(DIRECTIONS): Find the word "nodes" below. Copy each line that has it.

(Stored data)
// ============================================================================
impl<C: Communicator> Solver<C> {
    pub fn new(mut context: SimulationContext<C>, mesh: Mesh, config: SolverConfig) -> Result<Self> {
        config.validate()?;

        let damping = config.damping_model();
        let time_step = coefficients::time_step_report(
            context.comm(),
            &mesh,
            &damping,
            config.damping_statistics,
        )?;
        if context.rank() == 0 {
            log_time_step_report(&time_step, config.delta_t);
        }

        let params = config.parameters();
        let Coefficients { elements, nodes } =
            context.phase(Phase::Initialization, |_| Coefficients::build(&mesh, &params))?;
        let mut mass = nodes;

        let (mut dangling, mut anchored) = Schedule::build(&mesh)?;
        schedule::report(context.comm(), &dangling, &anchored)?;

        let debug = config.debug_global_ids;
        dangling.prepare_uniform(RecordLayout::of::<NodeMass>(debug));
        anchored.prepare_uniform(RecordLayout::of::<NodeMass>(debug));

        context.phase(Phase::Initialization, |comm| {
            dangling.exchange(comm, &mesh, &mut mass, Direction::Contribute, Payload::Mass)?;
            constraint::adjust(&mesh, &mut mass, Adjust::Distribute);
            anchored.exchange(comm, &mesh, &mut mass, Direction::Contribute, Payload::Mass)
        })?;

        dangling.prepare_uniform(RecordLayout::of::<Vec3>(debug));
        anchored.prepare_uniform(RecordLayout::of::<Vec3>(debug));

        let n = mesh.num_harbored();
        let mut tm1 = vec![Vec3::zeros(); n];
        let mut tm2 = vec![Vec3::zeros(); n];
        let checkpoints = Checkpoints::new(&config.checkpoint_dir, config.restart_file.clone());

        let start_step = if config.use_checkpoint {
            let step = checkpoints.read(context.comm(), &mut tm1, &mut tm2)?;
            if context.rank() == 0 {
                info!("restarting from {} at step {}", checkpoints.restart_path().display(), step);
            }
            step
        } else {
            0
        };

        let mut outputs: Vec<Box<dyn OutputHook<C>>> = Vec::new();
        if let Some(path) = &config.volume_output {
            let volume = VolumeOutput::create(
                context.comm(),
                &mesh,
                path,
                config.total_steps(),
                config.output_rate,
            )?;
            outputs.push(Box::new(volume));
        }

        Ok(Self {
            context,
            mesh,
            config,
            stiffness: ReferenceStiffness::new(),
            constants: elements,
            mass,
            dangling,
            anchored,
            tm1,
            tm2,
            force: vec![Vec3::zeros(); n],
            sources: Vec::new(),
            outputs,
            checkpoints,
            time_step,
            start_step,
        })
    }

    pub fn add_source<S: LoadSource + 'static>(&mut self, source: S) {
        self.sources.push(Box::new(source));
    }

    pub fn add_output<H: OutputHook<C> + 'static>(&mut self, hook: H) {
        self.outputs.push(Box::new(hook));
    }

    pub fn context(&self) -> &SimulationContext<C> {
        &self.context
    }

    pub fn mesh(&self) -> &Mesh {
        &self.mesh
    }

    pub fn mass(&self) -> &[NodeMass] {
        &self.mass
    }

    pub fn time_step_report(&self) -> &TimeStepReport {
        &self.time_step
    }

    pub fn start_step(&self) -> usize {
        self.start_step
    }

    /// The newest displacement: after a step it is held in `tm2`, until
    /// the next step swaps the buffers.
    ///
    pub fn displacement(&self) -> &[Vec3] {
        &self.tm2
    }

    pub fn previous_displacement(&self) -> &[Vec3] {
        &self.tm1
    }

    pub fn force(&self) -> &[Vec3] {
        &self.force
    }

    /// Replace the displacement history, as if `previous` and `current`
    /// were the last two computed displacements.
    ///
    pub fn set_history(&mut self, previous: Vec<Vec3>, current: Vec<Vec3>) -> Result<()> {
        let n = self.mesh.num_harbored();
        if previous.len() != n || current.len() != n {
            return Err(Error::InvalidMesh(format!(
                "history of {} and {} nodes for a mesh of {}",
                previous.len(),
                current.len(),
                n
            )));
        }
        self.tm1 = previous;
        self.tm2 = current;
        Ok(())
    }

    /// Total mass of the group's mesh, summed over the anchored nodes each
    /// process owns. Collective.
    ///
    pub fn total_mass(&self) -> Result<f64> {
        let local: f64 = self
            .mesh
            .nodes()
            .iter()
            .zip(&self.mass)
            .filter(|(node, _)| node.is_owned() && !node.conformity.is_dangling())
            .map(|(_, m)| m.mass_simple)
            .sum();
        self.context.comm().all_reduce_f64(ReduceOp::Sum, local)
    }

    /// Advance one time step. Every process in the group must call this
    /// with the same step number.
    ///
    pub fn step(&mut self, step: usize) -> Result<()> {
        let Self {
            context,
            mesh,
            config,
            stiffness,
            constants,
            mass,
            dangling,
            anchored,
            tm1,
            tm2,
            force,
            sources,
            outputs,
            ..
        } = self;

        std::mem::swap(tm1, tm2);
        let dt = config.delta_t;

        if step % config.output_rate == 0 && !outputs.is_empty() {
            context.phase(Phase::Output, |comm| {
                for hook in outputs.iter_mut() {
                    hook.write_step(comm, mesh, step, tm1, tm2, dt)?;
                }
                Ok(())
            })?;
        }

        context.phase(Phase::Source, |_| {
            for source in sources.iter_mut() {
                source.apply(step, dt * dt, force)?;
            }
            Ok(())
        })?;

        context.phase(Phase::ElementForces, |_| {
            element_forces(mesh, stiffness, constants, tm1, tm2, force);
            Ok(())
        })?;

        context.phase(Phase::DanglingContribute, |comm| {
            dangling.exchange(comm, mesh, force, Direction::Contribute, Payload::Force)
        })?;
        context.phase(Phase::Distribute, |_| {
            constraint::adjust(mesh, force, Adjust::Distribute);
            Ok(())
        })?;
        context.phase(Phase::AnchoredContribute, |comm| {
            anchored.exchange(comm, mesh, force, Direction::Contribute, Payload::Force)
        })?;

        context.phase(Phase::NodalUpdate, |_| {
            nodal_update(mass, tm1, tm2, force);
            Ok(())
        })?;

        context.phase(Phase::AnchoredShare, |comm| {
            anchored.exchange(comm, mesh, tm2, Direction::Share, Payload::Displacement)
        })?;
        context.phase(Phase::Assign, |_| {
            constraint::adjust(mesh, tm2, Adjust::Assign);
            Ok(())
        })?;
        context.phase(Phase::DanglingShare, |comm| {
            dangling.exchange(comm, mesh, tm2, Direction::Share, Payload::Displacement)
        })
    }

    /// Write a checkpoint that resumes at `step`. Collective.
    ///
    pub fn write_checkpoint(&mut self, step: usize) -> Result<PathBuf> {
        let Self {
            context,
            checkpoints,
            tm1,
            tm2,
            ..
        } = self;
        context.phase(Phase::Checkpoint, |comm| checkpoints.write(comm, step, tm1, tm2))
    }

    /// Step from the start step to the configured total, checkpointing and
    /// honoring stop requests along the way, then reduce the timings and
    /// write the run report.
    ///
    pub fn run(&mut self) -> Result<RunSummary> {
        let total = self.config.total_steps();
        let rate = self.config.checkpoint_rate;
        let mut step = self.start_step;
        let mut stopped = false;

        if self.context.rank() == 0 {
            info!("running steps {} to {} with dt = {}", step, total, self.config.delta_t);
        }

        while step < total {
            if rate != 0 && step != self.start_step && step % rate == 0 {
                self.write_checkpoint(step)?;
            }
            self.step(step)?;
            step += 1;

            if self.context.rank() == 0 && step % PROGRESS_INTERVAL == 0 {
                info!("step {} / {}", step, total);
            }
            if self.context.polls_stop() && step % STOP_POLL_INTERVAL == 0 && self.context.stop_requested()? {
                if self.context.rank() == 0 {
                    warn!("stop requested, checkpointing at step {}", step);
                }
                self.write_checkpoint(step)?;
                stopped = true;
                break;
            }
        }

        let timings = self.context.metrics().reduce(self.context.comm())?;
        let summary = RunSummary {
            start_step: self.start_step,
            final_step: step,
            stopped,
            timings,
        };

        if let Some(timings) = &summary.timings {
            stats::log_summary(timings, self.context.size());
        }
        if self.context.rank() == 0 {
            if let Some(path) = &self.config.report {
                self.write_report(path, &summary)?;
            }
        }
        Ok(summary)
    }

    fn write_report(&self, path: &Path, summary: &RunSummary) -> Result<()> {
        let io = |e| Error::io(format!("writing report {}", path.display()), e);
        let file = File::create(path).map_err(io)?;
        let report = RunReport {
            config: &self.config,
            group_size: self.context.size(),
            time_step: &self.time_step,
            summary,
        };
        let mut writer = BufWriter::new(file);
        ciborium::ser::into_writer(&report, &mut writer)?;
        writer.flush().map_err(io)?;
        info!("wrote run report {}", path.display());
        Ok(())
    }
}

(SOLUTION BELOW):
        let Coefficients { elements, nodes } =
        let mut mass = nodes;
                "history of {} and {} nodes for a mesh of {}",
    /// Total mass of the group's mesh, summed over the anchored nodes each
            .nodes()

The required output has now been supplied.